Another (Sad) Day in America, July 12, 2017
I didn’t know him. I’d never met him. He was the brother of one of my wife’s really good friends. I had heard that my wife’s friend had been worried about her brother for a while. This week, he died, of cancer. He was 58. He left a wife and two grown children.
The day we drove to the wake was a beautiful day. We were going to go to the beach but instead we drove off the Cape and over the bridge. Later, we drove another bridge, and then another. The view from the biggest of the bridges was spectacular. The sun was shinning on the water. You could see over the islands of the bay and out into the ocean. There were black and white lighthouses with sailboats all around. Many people were out on the water, enjoying a moments in the sun while they can. We have very short summers in New England. We all really, have very short lives.
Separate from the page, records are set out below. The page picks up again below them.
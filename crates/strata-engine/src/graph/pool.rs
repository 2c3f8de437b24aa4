use crate::device::{GfxDevice, RenderTargetDescriptor, RenderTargetId};

#[derive(Debug)]
struct PooledTarget {
    id: RenderTargetId,
    desc: RenderTargetDescriptor,
    in_use: bool,
    used_this_frame: bool,
}

/// Physical render surfaces kept across frames, keyed by descriptor.
#[derive(Debug, Default)]
pub(crate) struct TargetPool {
    entries: Vec<PooledTarget>,
}

impl TargetPool {
    /// Returns a free surface matching `desc`, creating one if none is free.
    /// The flag is true when a new surface was created.
    pub fn acquire(&mut self, device: &mut dyn GfxDevice, desc: &RenderTargetDescriptor) -> (RenderTargetId, bool) {
        if let Some(entry) = self
            .entries
            .iter_mut()
            .find(|e| !e.in_use && e.desc == *desc)
        {
            entry.in_use = true;
            entry.used_this_frame = true;
            return (entry.id, false);
        }

        let id = device.create_render_target(desc);
        log::debug!(
            "render graph: created surface {:?} {}x{} x{} ({:?})",
            desc.format,
            desc.width,
            desc.height,
            desc.sample_count,
            id
        );
        self.entries.push(PooledTarget {
            id,
            desc: *desc,
            in_use: true,
            used_this_frame: true,
        });
        (id, true)
    }

    pub fn release(&mut self, id: RenderTargetId) {
        if let Some(entry) = self.entries.iter_mut().find(|e| e.id == id) {
            debug_assert!(entry.in_use, "surface {id:?} released twice");
            entry.in_use = false;
        }
    }

    /// Destroys surfaces that went unused this frame and clears the usage marks.
    /// Returns the number destroyed.
    pub fn end_frame(&mut self, device: &mut dyn GfxDevice) -> usize {
        let before = self.entries.len();
        self.entries.retain_mut(|entry| {
            if entry.used_this_frame {
                entry.used_this_frame = false;
                entry.in_use = false;
                true
            } else {
                device.destroy_render_target(entry.id);
                false
            }
        });
        before - self.entries.len()
    }

    pub fn destroy(&mut self, device: &mut dyn GfxDevice) {
        for entry in self.entries.drain(..) {
            device.destroy_render_target(entry.id);
        }
    }

    #[inline]
    pub fn len(&self) -> usize {
        self.entries.len()
    }
}
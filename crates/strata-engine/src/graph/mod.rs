//! Render graph: logical targets and passes scheduled onto pooled surfaces.
//!
//! Per frame:
//! - [`RenderGraph::new_graph_builder`] starts a declaration
//! - targets, passes and external resolves are declared on the [`GraphBuilder`]
//! - [`RenderGraph::execute`] allocates surfaces and runs the passes in order

mod builder;
mod pass;
mod pool;
mod scheduler;
mod target;

pub use builder::{GraphBuilder, PassBuilder, RenderTargetHandle};
pub use pass::{PassAttachmentInfo, PassRenderer};
pub use scheduler::{GraphStats, RenderGraph};
pub use target::{AttachmentSlot, RenderTargetDescription};
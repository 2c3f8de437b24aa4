//! Strata engine crate.
//!
//! Frame orchestration on top of an external device abstraction:
//! - `graph`: logical render targets and passes, scheduled onto pooled surfaces
//! - `inst`: deferred render instructions with template inheritance and sort keys
//! - `uniform`: per-frame dynamic uniform buffer sub-allocation
//! - `format`: packed pixel/vertex format descriptors

pub mod device;
pub mod format;
pub mod graph;
pub mod helpers;
pub mod inst;
pub mod logging;
pub mod render;
pub mod uniform;
use crate::format::Format;
use crate::helpers::{AntialiasingMode, RenderInput};

/// Per-context rendering settings.
#[derive(Debug, Copy, Clone, PartialEq)]
pub struct RenderConfig {
    /// Antialiasing for backbuffer targets; decides their sample count.
    pub antialiasing: AntialiasingMode,

    /// Format of depth-stencil backbuffer targets.
    pub depth_format: Format,

    /// Use reversed-Z (near = 1, far = 0).
    ///
    /// Affects depth clear values produced by [`RenderHelper`](super::RenderHelper).
    pub reversed_depth: bool,

    /// Initial CPU capacity of the dynamic uniform buffer, in words.
    ///
    /// The buffer grows on demand; this only avoids early reallocations.
    pub initial_uniform_words: u32,
}

impl Default for RenderConfig {
    fn default() -> Self {
        Self {
            antialiasing: AntialiasingMode::None,
            depth_format: Format::D32F,
            reversed_depth: true,
            initial_uniform_words: 16 * 1024,
        }
    }
}

impl RenderConfig {
    /// Backbuffer parameters for a `width` x `height` frame under this config.
    pub fn render_input(&self, width: u32, height: u32) -> RenderInput {
        RenderInput {
            backbuffer_width: width,
            backbuffer_height: height,
            antialiasing_mode: self.antialiasing,
            depth_format: self.depth_format,
        }
    }
}
use crate::device::Color;
use crate::format::Format;
use crate::graph::{AttachmentSlot, RenderTargetDescription};

use super::reversed_depth::{reverse_depth_for_clear_value, IS_DEPTH_REVERSED};

#[derive(Debug, Copy, Clone, PartialEq, Eq, Hash, Default)]
pub enum AntialiasingMode {
    #[default]
    None,
    /// Post-process; renders single-sampled.
    Fxaa,
    Msaa4x,
}

impl AntialiasingMode {
    #[inline]
    pub const fn sample_count(self) -> u32 {
        match self {
            AntialiasingMode::None | AntialiasingMode::Fxaa => 1,
            AntialiasingMode::Msaa4x => 4,
        }
    }
}

/// Backbuffer parameters for one frame.
#[derive(Debug, Copy, Clone, PartialEq)]
pub struct RenderInput {
    pub backbuffer_width: u32,
    pub backbuffer_height: u32,
    pub antialiasing_mode: AntialiasingMode,
    /// Format used for depth-stencil targets.
    pub depth_format: Format,
}

/// Clear values applied to a new render target description.
#[derive(Debug, Copy, Clone, PartialEq)]
pub struct AttachmentClear {
    /// `None` loads the color contents.
    pub color: Option<Color>,
    pub depth: f32,
    pub stencil: u32,
}

/// Clears color to `color` (or loads with `None`) and depth to the far plane.
pub fn make_attachment_clear_descriptor(color: Option<Color>) -> AttachmentClear {
    make_attachment_clear_descriptor_with(color, IS_DEPTH_REVERSED)
}

pub fn make_attachment_clear_descriptor_with(color: Option<Color>, is_depth_reversed: bool) -> AttachmentClear {
    AttachmentClear {
        color,
        depth: reverse_depth_for_clear_value(1.0, is_depth_reversed),
        stencil: 0,
    }
}

/// Default pixel format for a backbuffer slot.
///
/// # Panics
/// Only `Color0` and `DepthStencil` have a default.
pub fn select_format_simple(slot: AttachmentSlot, depth_format: Format) -> Format {
    match slot {
        AttachmentSlot::Color0 => Format::U8_RGBA_RT,
        AttachmentSlot::DepthStencil => depth_format,
        other => panic!("no default backbuffer format for {other:?}"),
    }
}

pub fn set_backbuffer_desc_simple(desc: &mut RenderTargetDescription, input: &RenderInput) {
    desc.set_dimensions(
        input.backbuffer_width,
        input.backbuffer_height,
        input.antialiasing_mode.sample_count(),
    );
}

/// Full-size backbuffer description for `slot`, with `clear` applied when given.
pub fn make_backbuffer_desc_simple(
    slot: AttachmentSlot,
    input: &RenderInput,
    clear: Option<&AttachmentClear>,
) -> RenderTargetDescription {
    let mut desc = RenderTargetDescription::new(select_format_simple(slot, input.depth_format));
    set_backbuffer_desc_simple(&mut desc, input);

    if let Some(clear) = clear {
        desc.color_clear = clear.color;
        desc.depth_clear = Some(clear.depth);
        desc.stencil_clear = Some(clear.stencil);
    }
    desc
}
Most of us won’t here long enough to become cyborgs.
We got to the funeral parlor ten minutes after the wake began. There was a policeman out in front, directing traffic. The parking lot was full. He had died young. Pictures of him and his family were displayed in the hallway. His friends, his co-workers and his clients were all lined up to shake the hand and give a hug to his wife, his sister, and his children. People smiled as they talked. Others cried.
It’s sad when someone dies, even if you hardly know them. I know the sister and I like her a lot. I don’t want her to be sad. But, her brother had cancer. The new medicines kept him alive for probably seven years longer than the treatments that were available twenty years ago. Cancer is still very lethal. So are heart disease, Parkinson’s, ALS, Malaria and opioid overdoses. I’ve known people who have died due to all of these.
I don’t know the woman in Mosul who died while she was trying to save her child from the bombs that were falling to “free” her city. Her daughter died also. That makes me sad. Some of us know some people who will die in the next year or so if the Republicans pass the anti-Obama health care plan. As the man said, the goal is to reduce premiums, not to give people health care. That makes me sad — and angry.
It makes me angry that tens of thousands of people are now suffering in jails in my country for the crime of being here for fifteen years and working to support their families in the kitchens of fast-food restaurants.
But I don’t know those people. Well, actually, I know some of their children, but they are in high school now, so they can take care of themselves, right?
Hey, I don’t mean to be such a bummer. It’s a beautiful day. I’m pretty sure that not too many people in those boats with the big white sails, gliding past the lighthouses, and didn’t go to a wake are too bummed out by all of this. Perhaps they will be when they get home and turn on CNN.
I don’t begrudge them a good time on this beautiful summer day. Life is short. It’s important to enjoy yourself if whenever you can. I just hope they realize how fortunate they are.
And you too. If your reading this, and your not in pain, either physical or emotional. I’m happy for you.